[What the task asks]
Each line below is to be copied out exactly, and none may be omitted.

[Dataset entries]

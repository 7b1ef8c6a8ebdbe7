// 错误分类定义
//
// 所有核心操作返回带类型的错误枚举, 而不是字符串:
// 调用方需要区分 Overlap / BadMagic / Cancelled 等情况并分支处理。
// 每种错误有稳定的数字编码, 用于网络协议 result 字段和 CLI 退出码。

use std::io;
use std::sync::Arc;
use thiserror::Error;

pub type Result<T> = std::result::Result<T, Error>;

#[derive(Debug, Clone, Error)]
pub enum Error {
    #[error("invalid value")]
    InvalidValue,
    #[error("invalid state")]
    InvalidState,
    #[error("out of memory or slots")]
    NoMemory,
    #[error("not found")]
    NotFound,
    #[error("already exists")]
    AlreadyExists,
    #[error("permission denied")]
    PermissionDenied,
    #[error("device busy")]
    Busy,
    #[error("bad magic")]
    BadMagic,
    #[error("bad size")]
    BadSize,
    #[error("data corrupt")]
    DataCorrupt,
    #[error("unexpected end of device")]
    UnexpectedEof,
    #[error("range overlap")]
    Overlap,
    #[error("i/o error: {0}")]
    Io(#[source] Arc<io::Error>),
    #[error("cancelled")]
    Cancelled,
    #[error("unknown command code")]
    UnknownCode,
    #[error("not implemented")]
    NotImplemented,
    #[error("not executed")]
    NotExecuted,
}

impl Error {
    /// 稳定数字编码 (0 = 成功, 在协议里单独表示)
    pub fn code(&self) -> u32 {
        match self {
            Error::InvalidValue => 1,
            Error::InvalidState => 2,
            Error::NoMemory => 3,
            Error::NotFound => 4,
            Error::AlreadyExists => 5,
            Error::PermissionDenied => 6,
            Error::Busy => 7,
            Error::BadMagic => 8,
            Error::BadSize => 9,
            Error::DataCorrupt => 10,
            Error::UnexpectedEof => 11,
            Error::Overlap => 12,
            Error::Io(_) => 13,
            Error::Cancelled => 14,
            Error::UnknownCode => 15,
            Error::NotImplemented => 16,
            Error::NotExecuted => 17,
        }
    }

    /// 从数字编码还原 (远端错误没有底层 io 细节)
    pub fn from_code(code: u32) -> Error {
        match code {
            1 => Error::InvalidValue,
            2 => Error::InvalidState,
            3 => Error::NoMemory,
            4 => Error::NotFound,
            5 => Error::AlreadyExists,
            6 => Error::PermissionDenied,
            7 => Error::Busy,
            8 => Error::BadMagic,
            9 => Error::BadSize,
            10 => Error::DataCorrupt,
            11 => Error::UnexpectedEof,
            12 => Error::Overlap,
            13 => Error::Io(Arc::new(io::Error::new(
                io::ErrorKind::Other,
                "remote i/o error",
            ))),
            14 => Error::Cancelled,
            16 => Error::NotImplemented,
            17 => Error::NotExecuted,
            _ => Error::UnknownCode,
        }
    }
}

impl From<io::Error> for Error {
    fn from(err: io::Error) -> Error {
        match err.kind() {
            io::ErrorKind::NotFound => Error::NotFound,
            io::ErrorKind::PermissionDenied => Error::PermissionDenied,
            io::ErrorKind::UnexpectedEof => Error::UnexpectedEof,
            _ => match err.raw_os_error() {
                Some(libc::EBUSY) | Some(libc::EWOULDBLOCK) => Error::Busy,
                _ => Error::Io(Arc::new(err)),
            },
        }
    }
}

#[cfg(test)]
mod tests {
    use super::*;

    #[test]
    fn test_code_roundtrip() {
        let errors = [
            Error::InvalidValue,
            Error::Overlap,
            Error::BadMagic,
            Error::Cancelled,
            Error::NotExecuted,
        ];
        for err in errors {
            let back = Error::from_code(err.code());
            assert_eq!(back.code(), err.code());
        }
    }

    #[test]
    fn test_io_kind_mapping() {
        let err: Error = io::Error::new(io::ErrorKind::NotFound, "gone").into();
        assert!(matches!(err, Error::NotFound));

        let err: Error = io::Error::from_raw_os_error(libc::EBUSY).into();
        assert!(matches!(err, Error::Busy));

        let err: Error = io::Error::new(io::ErrorKind::UnexpectedEof, "eof").into();
        assert!(matches!(err, Error::UnexpectedEof));
    }
}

[Finished task]
repository 7b1ef8c6a8ebdbe7
// 错误分类定义
//
// 所有核心操作返回带类型的错误枚举, 而不是字符串:
// 调用方需要区分 Overlap / BadMagic / Cancelled 等情况并分支处理。
// 每种错误有稳定的数字编码, 用于网络协议 result 字段和 CLI 退出码。

use std::io;
use std::sync::Arc;
use thiserror::Error;

pub type Result<T> = std::result::Result<T, Error>;

#[derive(Debug, Clone, Error)]
pub enum Error {
    #[error("invalid value")]
    InvalidValue,
    #[error("invalid state")]
    InvalidState,
    #[error("out of memory or slots")]
    NoMemory,
    #[error("not found")]
    NotFound,
    #[error("already exists")]
    AlreadyExists,
    #[error("permission denied")]
    PermissionDenied,
    #[error("device busy")]
    Busy,
    #[error("bad magic")]
    BadMagic,
    #[error("bad size")]
    BadSize,
    #[error("data corrupt")]
    DataCorrupt,
    #[error("unexpected end of device")]
    UnexpectedEof,
    #[error("range overlap")]
    Overlap,
    #[error("i/o error: {0}")]
    Io(#[source] Arc<io::Error>),
    #[error("cancelled")]
    Cancelled,
    #[error("unknown command code")]
    UnknownCode,
    #[error("not implemented")]
    NotImplemented,
    #[error("not executed")]
    NotExecuted,
}

impl Error {
    /// 稳定数字编码 (0 = 成功, 在协议里单独表示)
    pub fn code(&self) -> u32 {
        match self {
            Error::InvalidValue => 1,
            Error::InvalidState => 2,
            Error::NoMemory => 3,
            Error::NotFound => 4,
            Error::AlreadyExists => 5,
            Error::PermissionDenied => 6,
            Error::Busy => 7,
            Error::BadMagic => 8,
            Error::BadSize => 9,
            Error::DataCorrupt => 10,
            Error::UnexpectedEof => 11,
            Error::Overlap => 12,
            Error::Io(_) => 13,
            Error::Cancelled => 14,
            Error::UnknownCode => 15,
            Error::NotImplemented => 16,
            Error::NotExecuted => 17,
        }
    }

    /// 从数字编码还原 (远端错误没有底层 io 细节)
    pub fn from_code(code: u32) -> Error {
        match code {
            1 => Error::InvalidValue,
            2 => Error::InvalidState,
            3 => Error::NoMemory,
            4 => Error::NotFound,
            5 => Error::AlreadyExists,
            6 => Error::PermissionDenied,
            7 => Error::Busy,
            8 => Error::BadMagic,
            9 => Error::BadSize,
            10 => Error::DataCorrupt,
            11 => Error::UnexpectedEof,
            12 => Error::Overlap,
            13 => Error::Io(Arc::new(io::Error::new(
                io::ErrorKind::Other,
                "remote i/o error",
            ))),
            14 => Error::Cancelled,
            16 => Error::NotImplemented,
            17 => Error::NotExecuted,
            _ => Error::UnknownCode,
        }
    }
}

impl From<io::Error> for Error {
    fn from(err: io::Error) -> Error {
        match err.kind() {
            io::ErrorKind::NotFound => Error::NotFound,
            io::ErrorKind::PermissionDenied => Error::PermissionDenied,
            io::ErrorKind::UnexpectedEof => Error::UnexpectedEof,
            _ => match err.raw_os_error() {
                Some(libc::EBUSY) | Some(libc::EWOULDBLOCK) => Error::Busy,
                _ => Error::Io(Arc::new(err)),
            },
        }
    }
}

#[cfg(test)]
mod tests {
    use super::*;

    #[test]
    fn test_code_roundtrip() {
        let errors = [
            Error::InvalidValue,
            Error::Overlap,
            Error::BadMagic,
            Error::Cancelled,
            Error::NotExecuted,
        ];
        for err in errors {
            let back = Error::from_code(err.code());
            assert_eq!(back.code(), err.code());
        }
    }

    #[test]
    fn test_io_kind_mapping() {
        let err: Error = io::Error::new(io::ErrorKind::NotFound, "gone").into();
        assert!(matches!(err, Error::NotFound));

        let err: Error = io::Error::from_raw_os_error(libc::EBUSY).into();
        assert!(matches!(err, Error::Busy));

        let err: Error = io::Error::new(io::ErrorKind::UnexpectedEof, "eof").into();
        assert!(matches!(err, Error::UnexpectedEof));
    }
}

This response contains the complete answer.